Le développement que prenait la révolte, ou plutôt le génie de celui qui la dirigeait, épouvanta le vice-roi. Il envoya le duc de Matalone à Masaniello pour lui demander quel était le but qu'il se proposait et quelles étaient les conditions auxquelles la ville pouvait rentrer sous le pouvoir de son souverain. Masaniello nia que la ville fût révoltée contre Philippe IV, et, en preuve de cette assertion, il montra à l'ambassadeur tous les coins de rues ornés de portraits du roi d'Espagne, que, pour plus grand honneur, on avait abrités sous des dais. Quant aux conditions qu'il lui plaisait d'imposer, elles se bornaient à une seule: c'était la remise au peuple de l'original de l'ordonnance de Charles-Quint, laquelle, à partir du jour de sa date, excluait pour l'avenir toute imposition nouvelle.

Le vice-roi parut se rendre, fit fabriquer un faux titre et l'envoya à Masaniello. Mais Masaniello, soupçonnant quelque trahison, fit venir des experts et leur remit l'ordonnance. Ceux-ci déclarèrent que c'était une copie et non l'original.
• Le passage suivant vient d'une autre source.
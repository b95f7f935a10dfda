//! Integration tests for a chat session started while the broker is down
//!
//! Uses the real rumqttc transport against addresses nothing listens on:
//! - the first connect fails as a transport error, never a panic or exit
//! - the reconnection controller keeps retrying on its fixed delay
//! - sends while down fail with NotConnected
//! - an unusable CA fails each attempt as a trust error and is retried too

use mqtt_chat::error::{ChatError, ErrorKind};
use mqtt_chat::session::{ChatSession, SessionEvent};
use mqtt_chat::transport::{SessionState, TransportError};
use mqtt_chat::ChatConfig;
use std::io::Write;
use std::time::Duration;
use tempfile::NamedTempFile;
use tokio::sync::broadcast;
use tokio::time::timeout;

fn unreachable_broker_config() -> ChatConfig {
    ChatConfig::from_toml_str(
        r#"
[broker]
url = "mqtt://127.0.0.1:1"
topic = "demo/chat/room1"
connection_timeout_secs = 2

[reconnect]
delay_secs = 1
"#,
    )
    .expect("config should parse")
}

async fn next_connect_failure(events: &mut broadcast::Receiver<SessionEvent>) -> String {
    loop {
        match events.recv().await {
            Ok(SessionEvent::ConnectFailed { reason }) => return reason,
            Ok(_) => continue,
            Err(e) => panic!("session events closed: {e}"),
        }
    }
}

#[tokio::test]
async fn test_first_connect_fails_without_exiting() {
    let chat = ChatSession::from_config(&unreachable_broker_config()).unwrap();

    let err = chat.connect().await.unwrap_err();

    assert_eq!(err.kind(), ErrorKind::TransportConnect);
    assert!(err.is_recoverable());
    assert_eq!(chat.state(), SessionState::Disconnected);
    chat.shutdown().await.unwrap();
}

#[tokio::test]
async fn test_controller_keeps_retrying_while_broker_down() {
    let chat = ChatSession::from_config(&unreachable_broker_config()).unwrap();
    let mut events = chat.connection_events();

    let _ = chat.connect().await;
    next_connect_failure(&mut events).await;

    // Two more attempts, each a delay apart
    for _ in 0..2 {
        let retried = timeout(Duration::from_secs(6), next_connect_failure(&mut events)).await;
        assert!(retried.is_ok(), "Controller should retry after its delay");
    }

    chat.shutdown().await.unwrap();
}

#[tokio::test]
async fn test_send_while_broker_down_is_not_connected() {
    let chat = ChatSession::from_config(&unreachable_broker_config()).unwrap();
    let _ = chat.connect().await;

    let err = chat.send("is anyone there?").await.unwrap_err();
    assert!(matches!(
        err,
        ChatError::Transport(TransportError::NotConnected { .. })
    ));

    chat.shutdown().await.unwrap();
}

#[tokio::test]
async fn test_unusable_ca_fails_attempt_and_is_retried() {
    let mut ca = NamedTempFile::new().unwrap();
    writeln!(ca, "this is not a certificate").unwrap();

    let config = ChatConfig::from_toml_str(&format!(
        r#"
[broker]
url = "ssl://127.0.0.1:1"
topic = "demo/chat/room1"
ca_cert = "{}"

[reconnect]
delay_secs = 1
"#,
        ca.path().display()
    ))
    .unwrap();

    let chat = ChatSession::from_config(&config).unwrap();
    let mut events = chat.connection_events();

    let err = chat.connect().await.unwrap_err();
    assert_eq!(err.kind(), ErrorKind::TrustBuild);
    next_connect_failure(&mut events).await;

    let retried = timeout(Duration::from_secs(6), next_connect_failure(&mut events)).await;
    assert!(retried.is_ok(), "Trust failures go through the same retry loop");

    chat.shutdown().await.unwrap();
}

#[tokio::test]
async fn test_shutdown_stops_retries() {
    let chat = ChatSession::from_config(&unreachable_broker_config()).unwrap();
    let mut events = chat.connection_events();

    let _ = chat.connect().await;
    next_connect_failure(&mut events).await;
    chat.shutdown().await.unwrap();

    let retried = timeout(Duration::from_secs(3), next_connect_failure(&mut events)).await;
    assert!(retried.is_err(), "No attempts after shutdown");
    assert_eq!(chat.state(), SessionState::Disconnected);
}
Alors Masaniello descendit de son échafaud, marcha droit au duc de Matalone, lui reprocha sa supercherie; puis, l'ayant arraché de son cheval et fait tomber à terre, il lui appliqua son pied nu sur le visage, après quoi il remonta sur son trône et ordonna que le duc fût conduit en prison. La nuit suivante le duc séduisit le geôlier à force d'or et s'échappa.

Le vice-roi vit alors à quel homme il avait affaire, et, ne pouvant le tromper, il voulut l'abattre. En conséquence, il donna ordre à toutes les troupes qui se trouvaient au nord, à Capoue et à Gaëte; au midi, à Salerne et dans ses environs, de marcher sur Naples. Masaniello apprit cet ordre, divisa son armée en trois corps, envoya ses lieutenans avec un de ces corps au devant des troupes qui venaient de Salerne, marcha avec l'autre au devant des troupes qui venaient de Capoue, et laissa le troisième corps sous le commandement d'Ardizzone pour garder Naples.

On croit que ce fut pendant cette expédition, qui éloignait momentanément Masaniello de Naples, que les premières propositions de trahison furent faites à Ardizzone, avec autorisation de les communiquer à ses deux colléges, Cataneo et Renna.

Masaniello battit les troupes du vice-roi, tua mille hommes et fit trois mille prisonniers qu'il ramena en grande pompe à Naples, et auxquels il donna pleine et entière liberté sur la place du Marché. Ces trois mille hommes prirent à l'instant place parmi les milices napolitaines en criant: Vive Masaniello!

De leur côté, Cataneo et Renna avaient repoussé les troupes qui leur étaient opposées. La compagnie de la Mort, surtout, qui faisait partie de leur corps d'armée, avait fait merveille.

Le duc d'Arcos n'avait plus de ressource; il avait essayé de la ruse, et Masaniello avait découvert la trahison; il avait essayé de la force, et Masaniello l'avait battu. Il résolu donc de traiter directement avec lui; se réservant mentalement de le trahir ou de le briser à la première occasion qui se présenterait.

Cette fois, pour donner plus de poids à la négociation, il choisit pour négociateur le cardinal Filomarino. Le peuple, qui se défiait du prélat, voulut un instant s'opposer à cette nouvelle entrevue, mais Masaniello répondit du cardinal, et l'entrevue eut lieu.

Masaniello venait de donner l'ordre de brûler trente-six palais appartenant aux trente-six seigneurs les plus éminens de la noblesse espagnole et napolitaine. Le cardinal Filomarino supplia Masaniello de révoquer cet ordre, et Masaniello le révoqua.